### Your instructions
Would you return the material below exactly, with no line left out?
(Input records)
use crate::{albums, artists, chansons, roles, tokens, users, StorageError};
use async_trait::async_trait;
use musicapp_core::{error::Result, storage::StorageContext, types::*, Page, PageRequest};
use sqlx::SqlitePool;

/// Local storage context using `SQLite`
#[derive(Clone)]
pub struct LocalStorageContext {
    pool: SqlitePool,
}

impl LocalStorageContext {
    pub fn new(pool: SqlitePool) -> Self {
        Self { pool }
    }

    /// Open (creating if missing) and migrate the database at `database_url`
    pub async fn connect(database_url: &str) -> std::result::Result<Self, StorageError> {
        let pool = crate::create_pool(database_url)
            .await
            .map_err(|e| StorageError::Connection(e.to_string()))?;
        crate::run_migrations(&pool).await?;

        Ok(Self::new(pool))
    }

    pub fn pool(&self) -> &SqlitePool {
        &self.pool
    }

    /// Round-trip a trivial statement to check the database answers
    pub async fn ping(&self) -> std::result::Result<(), StorageError> {
        sqlx::query("SELECT 1").execute(&self.pool).await?;
        Ok(())
    }
}

#[async_trait]
impl StorageContext for LocalStorageContext {
    // Artists
    async fn list_artists(&self, filter: &ArtistFilter, page: PageRequest) -> Result<Page<Artist>> {
        artists::list(&self.pool, filter, page).await
    }

    async fn get_artist(&self, id: ArtistId) -> Result<Option<Artist>> {
        artists::get_by_id(&self.pool, id).await
    }

    async fn get_artist_with_albums(&self, id: ArtistId) -> Result<Option<ArtistWithAlbums>> {
        artists::get_with_albums(&self.pool, id).await
    }

    async fn get_artist_with_albums_and_chansons(
        &self,
        id: ArtistId,
    ) -> Result<Option<ArtistWithAlbums<AlbumWithChansons>>> {
        artists::get_with_albums_and_chansons(&self.pool, id).await
    }

    async fn create_artist(&self, artist: CreateArtist) -> Result<Artist> {
        artists::create(&self.pool, artist).await
    }

    async fn update_artist(&self, id: ArtistId, update: UpdateArtist) -> Result<Artist> {
        artists::update(&self.pool, id, update).await
    }

    async fn delete_artist(&self, id: ArtistId) -> Result<()> {
        artists::delete(&self.pool, id).await
    }

    // Albums
    async fn list_albums(
        &self,
        filter: &AlbumFilter,
        page: PageRequest,
    ) -> Result<Page<AlbumWithArtist>> {
        albums::list(&self.pool, filter, page).await
    }

    async fn get_album(&self, id: AlbumId) -> Result<Option<Album>> {
        albums::get_by_id(&self.pool, id).await
    }

    async fn get_album_with_artist(&self, id: AlbumId) -> Result<Option<AlbumWithArtist>> {
        albums::get_with_artist(&self.pool, id).await
    }

    async fn create_album(&self, album: CreateAlbum) -> Result<Album> {
        albums::create(&self.pool, album).await
    }

    async fn update_album(&self, id: AlbumId, update: UpdateAlbum) -> Result<Album> {
        albums::update(&self.pool, id, update).await
    }

    async fn delete_album(&self, id: AlbumId) -> Result<()> {
        albums::delete(&self.pool, id).await
    }

    // Chansons
    async fn get_all_chansons(&self) -> Result<Vec<ChansonWithAlbum>> {
        chansons::get_all(&self.pool).await
    }

    async fn get_chanson_with_album(&self, id: ChansonId) -> Result<Option<ChansonWithAlbum>> {
        chansons::get_with_album(&self.pool, id).await
    }

    async fn get_chansons_by_album(&self, album_id: AlbumId) -> Result<Option<Vec<Chanson>>> {
        chansons::get_by_album(&self.pool, album_id).await
    }

    async fn search_chansons(&self, query: &str) -> Result<Vec<ChansonWithAlbumArtist>> {
        chansons::search(&self.pool, query).await
    }

    async fn create_chanson(&self, chanson: CreateChanson) -> Result<Chanson> {
        chansons::create(&self.pool, chanson).await
    }

    async fn update_chanson(&self, id: ChansonId, update: UpdateChanson) -> Result<Chanson> {
        chansons::update(&self.pool, id, update).await
    }

    async fn delete_chanson(&self, id: ChansonId) -> Result<()> {
        chansons::delete(&self.pool, id).await
    }

    // Users & roles
    async fn register_user(
        &self,
        user: &RegisterUser,
        password_hash: &str,
        role: &str,
    ) -> Result<UserWithRoles> {
        Ok(users::register(&self.pool, user, password_hash, role).await?)
    }

    async fn find_user_by_email(&self, email: &str) -> Result<Option<User>> {
        Ok(users::find_by_email(&self.pool, email).await?)
    }

    async fn get_user_with_roles(&self, id: UserId) -> Result<Option<UserWithRoles>> {
        Ok(users::get_with_roles(&self.pool, id).await?)
    }

    async fn get_all_users(&self) -> Result<Vec<User>> {
        Ok(users::get_all(&self.pool).await?)
    }

    async fn get_password_hash(&self, id: UserId) -> Result<Option<String>> {
        Ok(users::get_password_hash(&self.pool, id).await?)
    }

    async fn get_role(&self, name: &str) -> Result<Option<Role>> {
        Ok(roles::get_by_name(&self.pool, name).await?)
    }

    async fn assign_role(&self, user_id: UserId, role: &str) -> Result<()> {
        Ok(roles::assign_by_name(&self.pool, user_id, role).await?)
    }

    // Tokens
    async fn revoke_token(&self, jti: &str, expires_at: i64) -> Result<()> {
        Ok(tokens::revoke(&self.pool, jti, expires_at).await?)
    }

    async fn is_token_revoked(&self, jti: &str) -> Result<bool> {
        Ok(tokens::is_revoked(&self.pool, jti).await?)
    }
}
(End Input records)
### Your solution
use crate::{albums, artists, chansons, roles, tokens, users, StorageError};
use async_trait::async_trait;
use musicapp_core::{error::Result, storage::StorageContext, types::*, Page, PageRequest};
use sqlx::SqlitePool;

/// Local storage context using `SQLite`
#[derive(Clone)]
pub struct LocalStorageContext {
    pool: SqlitePool,
}

impl LocalStorageContext {
    pub fn new(pool: SqlitePool) -> Self {
        Self { pool }
    }

    /// Open (creating if missing) and migrate the database at `database_url`
    pub async fn connect(database_url: &str) -> std::result::Result<Self, StorageError> {
        let pool = crate::create_pool(database_url)
            .await
            .map_err(|e| StorageError::Connection(e.to_string()))?;
        crate::run_migrations(&pool).await?;

        Ok(Self::new(pool))
    }

    pub fn pool(&self) -> &SqlitePool {
        &self.pool
    }

    /// Round-trip a trivial statement to check the database answers
    pub async fn ping(&self) -> std::result::Result<(), StorageError> {
        sqlx::query("SELECT 1").execute(&self.pool).await?;
        Ok(())
    }
}

#[async_trait]
impl StorageContext for LocalStorageContext {
    // Artists
    async fn list_artists(&self, filter: &ArtistFilter, page: PageRequest) -> Result<Page<Artist>> {
        artists::list(&self.pool, filter, page).await
    }

    async fn get_artist(&self, id: ArtistId) -> Result<Option<Artist>> {
        artists::get_by_id(&self.pool, id).await
    }

    async fn get_artist_with_albums(&self, id: ArtistId) -> Result<Option<ArtistWithAlbums>> {
        artists::get_with_albums(&self.pool, id).await
    }

    async fn get_artist_with_albums_and_chansons(
        &self,
        id: ArtistId,
    ) -> Result<Option<ArtistWithAlbums<AlbumWithChansons>>> {
        artists::get_with_albums_and_chansons(&self.pool, id).await
    }

    async fn create_artist(&self, artist: CreateArtist) -> Result<Artist> {
        artists::create(&self.pool, artist).await
    }

    async fn update_artist(&self, id: ArtistId, update: UpdateArtist) -> Result<Artist> {
        artists::update(&self.pool, id, update).await
    }

    async fn delete_artist(&self, id: ArtistId) -> Result<()> {
        artists::delete(&self.pool, id).await
    }

    // Albums
    async fn list_albums(
        &self,
        filter: &AlbumFilter,
        page: PageRequest,
    ) -> Result<Page<AlbumWithArtist>> {
        albums::list(&self.pool, filter, page).await
    }

    async fn get_album(&self, id: AlbumId) -> Result<Option<Album>> {
        albums::get_by_id(&self.pool, id).await
    }

    async fn get_album_with_artist(&self, id: AlbumId) -> Result<Option<AlbumWithArtist>> {
        albums::get_with_artist(&self.pool, id).await
    }

    async fn create_album(&self, album: CreateAlbum) -> Result<Album> {
        albums::create(&self.pool, album).await
    }

    async fn update_album(&self, id: AlbumId, update: UpdateAlbum) -> Result<Album> {
        albums::update(&self.pool, id, update).await
    }

    async fn delete_album(&self, id: AlbumId) -> Result<()> {
        albums::delete(&self.pool, id).await
    }

    // Chansons
    async fn get_all_chansons(&self) -> Result<Vec<ChansonWithAlbum>> {
        chansons::get_all(&self.pool).await
    }

    async fn get_chanson_with_album(&self, id: ChansonId) -> Result<Option<ChansonWithAlbum>> {
        chansons::get_with_album(&self.pool, id).await
    }

    async fn get_chansons_by_album(&self, album_id: AlbumId) -> Result<Option<Vec<Chanson>>> {
        chansons::get_by_album(&self.pool, album_id).await
    }

    async fn search_chansons(&self, query: &str) -> Result<Vec<ChansonWithAlbumArtist>> {
        chansons::search(&self.pool, query).await
    }

    async fn create_chanson(&self, chanson: CreateChanson) -> Result<Chanson> {
        chansons::create(&self.pool, chanson).await
    }

    async fn update_chanson(&self, id: ChansonId, update: UpdateChanson) -> Result<Chanson> {
        chansons::update(&self.pool, id, update).await
    }

    async fn delete_chanson(&self, id: ChansonId) -> Result<()> {
        chansons::delete(&self.pool, id).await
    }

    // Users & roles
    async fn register_user(
        &self,
        user: &RegisterUser,
        password_hash: &str,
        role: &str,
    ) -> Result<UserWithRoles> {
        Ok(users::register(&self.pool, user, password_hash, role).await?)
    }

    async fn find_user_by_email(&self, email: &str) -> Result<Option<User>> {
        Ok(users::find_by_email(&self.pool, email).await?)
    }

    async fn get_user_with_roles(&self, id: UserId) -> Result<Option<UserWithRoles>> {
        Ok(users::get_with_roles(&self.pool, id).await?)
    }

    async fn get_all_users(&self) -> Result<Vec<User>> {
        Ok(users::get_all(&self.pool).await?)
    }

    async fn get_password_hash(&self, id: UserId) -> Result<Option<String>> {
        Ok(users::get_password_hash(&self.pool, id).await?)
    }

    async fn get_role(&self, name: &str) -> Result<Option<Role>> {
        Ok(roles::get_by_name(&self.pool, name).await?)
    }

    async fn assign_role(&self, user_id: UserId, role: &str) -> Result<()> {
        Ok(roles::assign_by_name(&self.pool, user_id, role).await?)
    }

    // Tokens
    async fn revoke_token(&self, jti: &str, expires_at: i64) -> Result<()> {
        Ok(tokens::revoke(&self.pool, jti, expires_at).await?)
    }

    async fn is_token_revoked(&self, jti: &str) -> Result<bool> {
        Ok(tokens::is_revoked(&self.pool, jti).await?)
    }
}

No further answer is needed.